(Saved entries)
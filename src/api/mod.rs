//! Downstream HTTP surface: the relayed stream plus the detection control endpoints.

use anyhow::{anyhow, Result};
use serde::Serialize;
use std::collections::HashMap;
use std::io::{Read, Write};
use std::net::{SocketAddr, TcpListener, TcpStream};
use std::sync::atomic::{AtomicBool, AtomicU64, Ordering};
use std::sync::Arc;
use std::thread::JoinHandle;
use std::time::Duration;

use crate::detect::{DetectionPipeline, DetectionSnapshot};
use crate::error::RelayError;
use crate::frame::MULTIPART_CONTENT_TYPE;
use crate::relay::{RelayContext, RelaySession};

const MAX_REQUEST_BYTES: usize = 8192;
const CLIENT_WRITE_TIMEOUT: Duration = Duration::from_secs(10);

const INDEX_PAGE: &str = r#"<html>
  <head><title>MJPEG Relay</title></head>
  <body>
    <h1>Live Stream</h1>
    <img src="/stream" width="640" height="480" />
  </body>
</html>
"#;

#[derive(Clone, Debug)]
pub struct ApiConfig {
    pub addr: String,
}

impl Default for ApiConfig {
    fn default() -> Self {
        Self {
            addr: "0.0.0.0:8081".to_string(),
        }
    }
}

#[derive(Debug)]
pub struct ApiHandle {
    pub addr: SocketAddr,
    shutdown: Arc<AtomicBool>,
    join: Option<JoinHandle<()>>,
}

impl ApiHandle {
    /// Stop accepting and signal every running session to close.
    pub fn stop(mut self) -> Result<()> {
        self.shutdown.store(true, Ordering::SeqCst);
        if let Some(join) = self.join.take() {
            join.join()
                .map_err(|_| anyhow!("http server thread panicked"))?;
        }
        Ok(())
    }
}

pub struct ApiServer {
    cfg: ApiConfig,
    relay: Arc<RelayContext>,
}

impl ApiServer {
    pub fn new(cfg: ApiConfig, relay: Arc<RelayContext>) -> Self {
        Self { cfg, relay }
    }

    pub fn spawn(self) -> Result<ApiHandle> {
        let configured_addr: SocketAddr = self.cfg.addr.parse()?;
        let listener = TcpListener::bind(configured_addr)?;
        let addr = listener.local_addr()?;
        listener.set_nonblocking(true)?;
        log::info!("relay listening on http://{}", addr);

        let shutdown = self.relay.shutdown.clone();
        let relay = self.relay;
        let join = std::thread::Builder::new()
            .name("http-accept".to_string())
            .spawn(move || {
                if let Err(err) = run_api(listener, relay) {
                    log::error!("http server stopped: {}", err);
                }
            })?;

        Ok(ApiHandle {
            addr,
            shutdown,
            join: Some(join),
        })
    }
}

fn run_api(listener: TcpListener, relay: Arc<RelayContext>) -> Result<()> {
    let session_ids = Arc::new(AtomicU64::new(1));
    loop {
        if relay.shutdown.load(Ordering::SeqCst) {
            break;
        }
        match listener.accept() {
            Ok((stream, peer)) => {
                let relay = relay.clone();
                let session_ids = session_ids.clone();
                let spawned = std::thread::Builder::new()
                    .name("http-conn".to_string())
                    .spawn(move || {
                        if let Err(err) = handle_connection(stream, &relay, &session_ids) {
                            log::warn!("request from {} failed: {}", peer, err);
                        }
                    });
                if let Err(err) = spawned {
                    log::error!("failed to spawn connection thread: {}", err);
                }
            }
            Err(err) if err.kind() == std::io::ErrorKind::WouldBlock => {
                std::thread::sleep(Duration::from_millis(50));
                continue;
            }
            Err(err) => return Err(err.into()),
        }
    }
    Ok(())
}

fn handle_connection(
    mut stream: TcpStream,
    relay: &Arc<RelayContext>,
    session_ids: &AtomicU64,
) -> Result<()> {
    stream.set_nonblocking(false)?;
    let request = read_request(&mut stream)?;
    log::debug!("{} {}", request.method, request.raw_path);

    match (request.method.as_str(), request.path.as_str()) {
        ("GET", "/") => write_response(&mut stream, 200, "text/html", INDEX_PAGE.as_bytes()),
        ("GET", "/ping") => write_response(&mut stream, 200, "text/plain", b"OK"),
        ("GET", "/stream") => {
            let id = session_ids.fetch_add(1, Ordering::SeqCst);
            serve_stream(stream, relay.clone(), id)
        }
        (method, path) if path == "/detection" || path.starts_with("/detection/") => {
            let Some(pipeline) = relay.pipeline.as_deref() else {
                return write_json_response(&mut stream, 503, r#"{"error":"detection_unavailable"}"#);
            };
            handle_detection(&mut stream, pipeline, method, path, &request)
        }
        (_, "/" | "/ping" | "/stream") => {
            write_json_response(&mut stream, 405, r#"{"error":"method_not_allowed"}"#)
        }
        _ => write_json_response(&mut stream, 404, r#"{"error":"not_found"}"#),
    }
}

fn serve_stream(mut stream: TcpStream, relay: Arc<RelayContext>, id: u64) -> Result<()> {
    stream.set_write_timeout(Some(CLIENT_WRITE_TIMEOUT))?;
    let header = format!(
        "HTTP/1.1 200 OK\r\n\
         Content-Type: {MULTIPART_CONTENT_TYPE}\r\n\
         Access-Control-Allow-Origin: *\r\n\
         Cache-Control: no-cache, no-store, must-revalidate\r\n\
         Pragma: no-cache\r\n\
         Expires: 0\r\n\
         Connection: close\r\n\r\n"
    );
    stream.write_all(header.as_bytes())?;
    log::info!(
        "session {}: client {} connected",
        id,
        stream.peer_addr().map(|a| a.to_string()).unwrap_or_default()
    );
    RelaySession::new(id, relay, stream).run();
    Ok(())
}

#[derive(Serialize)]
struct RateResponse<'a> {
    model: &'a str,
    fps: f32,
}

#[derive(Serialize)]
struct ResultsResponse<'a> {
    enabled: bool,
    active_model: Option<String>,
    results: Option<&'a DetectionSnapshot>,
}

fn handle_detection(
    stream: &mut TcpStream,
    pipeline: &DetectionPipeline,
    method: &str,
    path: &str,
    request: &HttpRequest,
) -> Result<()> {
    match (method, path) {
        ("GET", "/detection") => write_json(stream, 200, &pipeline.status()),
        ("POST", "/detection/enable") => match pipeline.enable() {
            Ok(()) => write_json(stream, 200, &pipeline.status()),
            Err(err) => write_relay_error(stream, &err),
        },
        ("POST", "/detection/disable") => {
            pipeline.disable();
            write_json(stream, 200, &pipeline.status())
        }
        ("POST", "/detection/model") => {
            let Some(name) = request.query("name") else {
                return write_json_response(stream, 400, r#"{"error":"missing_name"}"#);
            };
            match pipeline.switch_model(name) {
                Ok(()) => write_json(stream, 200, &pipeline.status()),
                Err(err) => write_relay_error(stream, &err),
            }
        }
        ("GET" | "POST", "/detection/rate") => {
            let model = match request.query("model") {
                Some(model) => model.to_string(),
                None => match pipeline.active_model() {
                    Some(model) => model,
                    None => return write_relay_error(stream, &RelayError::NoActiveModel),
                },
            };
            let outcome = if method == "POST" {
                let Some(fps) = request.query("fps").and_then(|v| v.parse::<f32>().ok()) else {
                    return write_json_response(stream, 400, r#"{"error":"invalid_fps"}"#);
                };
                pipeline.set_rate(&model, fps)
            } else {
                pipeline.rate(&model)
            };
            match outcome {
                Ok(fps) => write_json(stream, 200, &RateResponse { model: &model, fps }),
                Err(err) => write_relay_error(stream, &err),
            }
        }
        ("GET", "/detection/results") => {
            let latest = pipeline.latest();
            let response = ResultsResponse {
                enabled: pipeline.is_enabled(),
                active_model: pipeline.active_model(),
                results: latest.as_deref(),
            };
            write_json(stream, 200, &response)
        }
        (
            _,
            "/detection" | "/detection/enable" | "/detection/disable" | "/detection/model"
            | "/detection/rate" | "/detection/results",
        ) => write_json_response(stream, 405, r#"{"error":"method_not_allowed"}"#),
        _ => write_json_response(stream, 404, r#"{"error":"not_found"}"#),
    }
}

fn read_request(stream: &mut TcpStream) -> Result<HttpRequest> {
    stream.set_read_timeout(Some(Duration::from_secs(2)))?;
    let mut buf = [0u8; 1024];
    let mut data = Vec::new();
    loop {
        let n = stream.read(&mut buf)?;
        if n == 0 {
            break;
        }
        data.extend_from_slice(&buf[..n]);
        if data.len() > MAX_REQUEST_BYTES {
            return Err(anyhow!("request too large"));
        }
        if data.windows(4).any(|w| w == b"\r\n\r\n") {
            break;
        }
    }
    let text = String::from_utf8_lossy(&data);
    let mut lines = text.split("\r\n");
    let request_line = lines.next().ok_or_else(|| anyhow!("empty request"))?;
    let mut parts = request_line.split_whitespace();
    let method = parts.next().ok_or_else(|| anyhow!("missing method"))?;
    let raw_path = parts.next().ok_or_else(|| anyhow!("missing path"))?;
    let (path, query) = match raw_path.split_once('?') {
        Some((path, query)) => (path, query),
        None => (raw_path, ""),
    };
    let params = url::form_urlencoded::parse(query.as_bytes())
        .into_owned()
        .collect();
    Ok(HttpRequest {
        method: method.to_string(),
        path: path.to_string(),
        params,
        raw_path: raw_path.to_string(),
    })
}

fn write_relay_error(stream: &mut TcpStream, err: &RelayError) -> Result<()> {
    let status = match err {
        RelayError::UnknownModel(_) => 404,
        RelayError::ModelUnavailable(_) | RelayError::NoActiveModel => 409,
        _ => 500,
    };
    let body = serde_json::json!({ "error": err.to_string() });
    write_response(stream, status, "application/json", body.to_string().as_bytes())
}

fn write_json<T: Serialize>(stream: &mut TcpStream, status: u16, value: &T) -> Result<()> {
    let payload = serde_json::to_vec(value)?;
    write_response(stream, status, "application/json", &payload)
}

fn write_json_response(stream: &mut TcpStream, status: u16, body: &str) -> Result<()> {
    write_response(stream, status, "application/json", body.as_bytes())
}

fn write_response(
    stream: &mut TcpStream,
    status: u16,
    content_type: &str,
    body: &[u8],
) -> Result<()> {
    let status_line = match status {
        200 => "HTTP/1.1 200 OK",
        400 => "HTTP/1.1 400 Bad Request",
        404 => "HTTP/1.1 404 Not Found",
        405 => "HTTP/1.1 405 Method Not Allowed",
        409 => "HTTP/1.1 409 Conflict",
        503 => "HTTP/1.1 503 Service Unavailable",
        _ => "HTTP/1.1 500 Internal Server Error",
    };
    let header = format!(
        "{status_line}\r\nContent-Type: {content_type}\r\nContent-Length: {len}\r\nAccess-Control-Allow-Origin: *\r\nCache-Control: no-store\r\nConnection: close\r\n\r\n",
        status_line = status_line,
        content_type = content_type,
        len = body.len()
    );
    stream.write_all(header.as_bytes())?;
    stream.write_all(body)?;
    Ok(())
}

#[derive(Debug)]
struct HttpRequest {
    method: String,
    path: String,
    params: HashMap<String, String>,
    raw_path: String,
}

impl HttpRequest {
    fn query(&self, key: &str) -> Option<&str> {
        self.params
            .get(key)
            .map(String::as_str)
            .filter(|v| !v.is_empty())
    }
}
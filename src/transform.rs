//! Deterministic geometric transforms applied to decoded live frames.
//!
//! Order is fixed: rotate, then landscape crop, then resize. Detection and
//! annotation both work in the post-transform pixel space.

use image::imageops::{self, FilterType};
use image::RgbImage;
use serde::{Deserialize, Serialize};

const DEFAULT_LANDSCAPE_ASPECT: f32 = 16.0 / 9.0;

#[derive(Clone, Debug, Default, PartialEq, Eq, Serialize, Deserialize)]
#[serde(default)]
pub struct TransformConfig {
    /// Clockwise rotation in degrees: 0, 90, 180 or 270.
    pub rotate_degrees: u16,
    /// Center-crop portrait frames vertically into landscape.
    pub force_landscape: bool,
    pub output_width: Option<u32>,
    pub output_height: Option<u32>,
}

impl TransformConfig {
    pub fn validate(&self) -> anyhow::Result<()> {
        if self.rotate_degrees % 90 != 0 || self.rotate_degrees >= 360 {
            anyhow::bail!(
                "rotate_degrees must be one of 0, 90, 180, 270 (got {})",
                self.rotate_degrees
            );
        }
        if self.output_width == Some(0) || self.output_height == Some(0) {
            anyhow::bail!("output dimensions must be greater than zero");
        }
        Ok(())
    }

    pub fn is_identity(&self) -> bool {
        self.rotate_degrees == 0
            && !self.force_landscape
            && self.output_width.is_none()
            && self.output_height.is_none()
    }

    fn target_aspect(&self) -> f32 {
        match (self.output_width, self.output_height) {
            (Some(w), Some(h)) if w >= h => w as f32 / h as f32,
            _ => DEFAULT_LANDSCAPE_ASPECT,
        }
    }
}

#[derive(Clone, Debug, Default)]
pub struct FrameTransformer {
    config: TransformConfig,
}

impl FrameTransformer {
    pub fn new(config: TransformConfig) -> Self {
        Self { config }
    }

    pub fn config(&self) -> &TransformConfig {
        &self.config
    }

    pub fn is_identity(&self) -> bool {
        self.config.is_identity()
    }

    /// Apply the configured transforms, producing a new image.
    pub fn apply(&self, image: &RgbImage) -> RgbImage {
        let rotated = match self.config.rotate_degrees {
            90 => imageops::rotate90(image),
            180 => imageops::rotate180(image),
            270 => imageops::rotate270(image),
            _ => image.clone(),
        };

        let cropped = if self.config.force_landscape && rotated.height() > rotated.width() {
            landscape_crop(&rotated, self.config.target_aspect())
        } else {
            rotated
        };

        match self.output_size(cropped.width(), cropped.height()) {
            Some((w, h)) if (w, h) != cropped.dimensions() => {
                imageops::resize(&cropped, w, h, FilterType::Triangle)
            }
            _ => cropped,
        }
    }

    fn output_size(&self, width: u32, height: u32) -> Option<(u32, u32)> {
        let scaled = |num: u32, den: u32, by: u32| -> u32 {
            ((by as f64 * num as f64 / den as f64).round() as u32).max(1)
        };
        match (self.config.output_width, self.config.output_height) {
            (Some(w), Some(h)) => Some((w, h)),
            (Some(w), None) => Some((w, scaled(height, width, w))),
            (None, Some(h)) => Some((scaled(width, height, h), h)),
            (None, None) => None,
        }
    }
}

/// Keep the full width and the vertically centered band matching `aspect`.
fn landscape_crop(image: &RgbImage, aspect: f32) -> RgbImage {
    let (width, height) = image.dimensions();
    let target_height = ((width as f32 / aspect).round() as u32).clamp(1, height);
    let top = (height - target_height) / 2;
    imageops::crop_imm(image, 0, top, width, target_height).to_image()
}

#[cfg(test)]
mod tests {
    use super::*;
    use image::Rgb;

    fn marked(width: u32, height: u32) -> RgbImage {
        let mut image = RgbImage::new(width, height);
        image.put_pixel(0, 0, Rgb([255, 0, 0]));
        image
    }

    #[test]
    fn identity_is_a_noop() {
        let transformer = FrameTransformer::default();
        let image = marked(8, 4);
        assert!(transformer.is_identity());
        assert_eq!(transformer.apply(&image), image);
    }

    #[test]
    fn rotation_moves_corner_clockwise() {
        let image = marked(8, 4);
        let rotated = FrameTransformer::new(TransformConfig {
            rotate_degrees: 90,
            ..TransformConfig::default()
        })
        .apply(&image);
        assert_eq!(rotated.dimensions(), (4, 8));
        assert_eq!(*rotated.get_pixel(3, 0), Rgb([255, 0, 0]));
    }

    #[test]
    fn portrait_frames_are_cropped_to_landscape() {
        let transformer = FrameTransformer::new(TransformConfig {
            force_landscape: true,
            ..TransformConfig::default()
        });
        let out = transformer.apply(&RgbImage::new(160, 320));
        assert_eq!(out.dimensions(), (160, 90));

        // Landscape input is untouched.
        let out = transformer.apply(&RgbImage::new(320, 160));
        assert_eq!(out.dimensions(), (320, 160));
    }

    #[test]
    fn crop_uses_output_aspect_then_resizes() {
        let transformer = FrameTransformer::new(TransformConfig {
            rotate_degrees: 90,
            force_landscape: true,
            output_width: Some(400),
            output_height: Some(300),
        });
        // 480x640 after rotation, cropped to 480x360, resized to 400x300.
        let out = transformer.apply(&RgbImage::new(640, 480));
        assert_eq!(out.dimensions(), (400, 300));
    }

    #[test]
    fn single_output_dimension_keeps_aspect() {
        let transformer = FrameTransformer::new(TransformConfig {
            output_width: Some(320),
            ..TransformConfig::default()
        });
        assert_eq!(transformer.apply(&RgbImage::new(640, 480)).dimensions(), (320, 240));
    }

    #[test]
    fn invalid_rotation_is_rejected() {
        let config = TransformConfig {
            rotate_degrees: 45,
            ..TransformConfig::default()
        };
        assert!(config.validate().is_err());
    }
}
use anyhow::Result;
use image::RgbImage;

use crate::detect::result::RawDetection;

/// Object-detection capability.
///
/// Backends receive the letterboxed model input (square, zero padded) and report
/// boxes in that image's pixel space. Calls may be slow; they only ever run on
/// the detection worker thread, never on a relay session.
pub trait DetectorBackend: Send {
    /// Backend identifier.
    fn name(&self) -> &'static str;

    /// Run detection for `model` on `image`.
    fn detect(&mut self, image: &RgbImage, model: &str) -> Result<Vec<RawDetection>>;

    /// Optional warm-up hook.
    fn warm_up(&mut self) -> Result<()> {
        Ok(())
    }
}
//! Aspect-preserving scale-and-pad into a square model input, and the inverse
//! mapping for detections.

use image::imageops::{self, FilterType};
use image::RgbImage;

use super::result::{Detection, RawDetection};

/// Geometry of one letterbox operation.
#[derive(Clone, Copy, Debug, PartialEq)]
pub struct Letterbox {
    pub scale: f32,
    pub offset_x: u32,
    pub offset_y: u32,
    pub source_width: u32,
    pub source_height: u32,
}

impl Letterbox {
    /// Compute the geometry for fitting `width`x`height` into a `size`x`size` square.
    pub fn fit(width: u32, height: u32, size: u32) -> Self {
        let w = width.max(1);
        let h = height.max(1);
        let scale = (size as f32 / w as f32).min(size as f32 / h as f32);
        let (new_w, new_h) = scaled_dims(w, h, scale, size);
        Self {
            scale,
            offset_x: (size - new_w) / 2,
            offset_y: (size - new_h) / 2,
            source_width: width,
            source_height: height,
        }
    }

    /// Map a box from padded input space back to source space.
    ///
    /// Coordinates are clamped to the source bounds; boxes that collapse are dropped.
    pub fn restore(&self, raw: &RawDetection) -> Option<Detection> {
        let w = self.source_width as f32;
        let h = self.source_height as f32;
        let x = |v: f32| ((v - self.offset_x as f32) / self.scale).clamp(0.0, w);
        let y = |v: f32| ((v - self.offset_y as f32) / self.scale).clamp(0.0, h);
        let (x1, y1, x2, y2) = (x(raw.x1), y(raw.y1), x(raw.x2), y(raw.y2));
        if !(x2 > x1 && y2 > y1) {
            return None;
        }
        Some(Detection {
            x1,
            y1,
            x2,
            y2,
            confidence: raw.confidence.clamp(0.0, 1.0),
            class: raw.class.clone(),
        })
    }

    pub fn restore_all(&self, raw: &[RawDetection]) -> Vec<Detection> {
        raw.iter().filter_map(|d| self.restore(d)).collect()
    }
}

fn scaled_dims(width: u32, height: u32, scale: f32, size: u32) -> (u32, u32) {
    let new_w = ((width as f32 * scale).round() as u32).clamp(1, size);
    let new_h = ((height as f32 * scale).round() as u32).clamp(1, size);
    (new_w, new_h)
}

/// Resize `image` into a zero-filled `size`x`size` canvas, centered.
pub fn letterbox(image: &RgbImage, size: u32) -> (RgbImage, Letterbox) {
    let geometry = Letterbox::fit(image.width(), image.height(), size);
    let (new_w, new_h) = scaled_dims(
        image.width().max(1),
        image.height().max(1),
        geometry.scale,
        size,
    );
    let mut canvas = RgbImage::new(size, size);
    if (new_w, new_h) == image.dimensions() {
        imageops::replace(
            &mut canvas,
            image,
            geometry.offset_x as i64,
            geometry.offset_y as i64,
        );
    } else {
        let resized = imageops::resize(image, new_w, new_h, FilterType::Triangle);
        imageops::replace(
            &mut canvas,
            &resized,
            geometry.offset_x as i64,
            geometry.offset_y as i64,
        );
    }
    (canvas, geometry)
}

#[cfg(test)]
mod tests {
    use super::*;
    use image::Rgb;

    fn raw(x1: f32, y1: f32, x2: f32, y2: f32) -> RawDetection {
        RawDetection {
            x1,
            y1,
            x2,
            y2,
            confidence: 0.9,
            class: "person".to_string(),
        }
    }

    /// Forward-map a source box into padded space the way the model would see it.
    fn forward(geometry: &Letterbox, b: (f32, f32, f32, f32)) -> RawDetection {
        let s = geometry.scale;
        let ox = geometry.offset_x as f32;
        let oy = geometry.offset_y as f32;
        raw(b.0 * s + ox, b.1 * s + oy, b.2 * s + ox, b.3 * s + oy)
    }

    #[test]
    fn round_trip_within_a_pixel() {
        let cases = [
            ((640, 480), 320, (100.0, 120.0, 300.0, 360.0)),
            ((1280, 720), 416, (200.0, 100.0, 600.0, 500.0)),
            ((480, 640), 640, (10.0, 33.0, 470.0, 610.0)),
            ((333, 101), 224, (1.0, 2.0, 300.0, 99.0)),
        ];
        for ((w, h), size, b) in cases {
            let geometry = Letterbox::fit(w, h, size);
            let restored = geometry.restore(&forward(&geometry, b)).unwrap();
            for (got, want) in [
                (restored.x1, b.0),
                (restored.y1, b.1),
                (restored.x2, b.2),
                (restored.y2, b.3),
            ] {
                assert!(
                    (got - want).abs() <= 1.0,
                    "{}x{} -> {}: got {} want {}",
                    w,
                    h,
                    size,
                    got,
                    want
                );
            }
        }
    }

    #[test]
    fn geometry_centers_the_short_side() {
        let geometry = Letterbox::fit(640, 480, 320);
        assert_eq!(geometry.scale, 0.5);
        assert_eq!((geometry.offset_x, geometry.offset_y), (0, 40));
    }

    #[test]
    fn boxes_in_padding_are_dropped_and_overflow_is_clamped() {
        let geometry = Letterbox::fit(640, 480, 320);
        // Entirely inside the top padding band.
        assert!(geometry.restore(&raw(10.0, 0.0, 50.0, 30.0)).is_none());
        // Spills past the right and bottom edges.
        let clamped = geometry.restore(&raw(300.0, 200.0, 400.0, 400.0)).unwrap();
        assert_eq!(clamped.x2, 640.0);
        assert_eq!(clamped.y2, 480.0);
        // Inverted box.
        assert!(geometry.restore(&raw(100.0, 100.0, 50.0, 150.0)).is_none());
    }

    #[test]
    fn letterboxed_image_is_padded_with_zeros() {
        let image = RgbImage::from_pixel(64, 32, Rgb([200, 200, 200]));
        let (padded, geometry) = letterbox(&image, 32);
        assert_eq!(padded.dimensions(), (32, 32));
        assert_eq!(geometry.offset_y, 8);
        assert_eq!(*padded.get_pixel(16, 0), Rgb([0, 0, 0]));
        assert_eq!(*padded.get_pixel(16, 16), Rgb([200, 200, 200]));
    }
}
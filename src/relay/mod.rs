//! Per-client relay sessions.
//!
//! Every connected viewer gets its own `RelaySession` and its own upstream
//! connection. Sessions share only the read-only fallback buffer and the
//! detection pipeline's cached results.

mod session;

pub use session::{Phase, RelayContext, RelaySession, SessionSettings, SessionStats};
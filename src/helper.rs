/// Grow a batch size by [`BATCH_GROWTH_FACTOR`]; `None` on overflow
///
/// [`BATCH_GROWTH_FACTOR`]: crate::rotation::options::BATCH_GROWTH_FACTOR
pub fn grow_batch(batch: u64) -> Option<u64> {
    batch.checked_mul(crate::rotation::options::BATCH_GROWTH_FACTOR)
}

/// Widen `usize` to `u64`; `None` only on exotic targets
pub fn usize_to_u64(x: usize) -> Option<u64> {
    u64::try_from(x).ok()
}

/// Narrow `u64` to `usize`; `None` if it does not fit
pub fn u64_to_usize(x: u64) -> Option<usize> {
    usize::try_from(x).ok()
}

• _The problem_
Find the string "ApiServer" in the data. Report each line it appears in.

• _Exercise response_
pub struct ApiServer {
impl ApiServer {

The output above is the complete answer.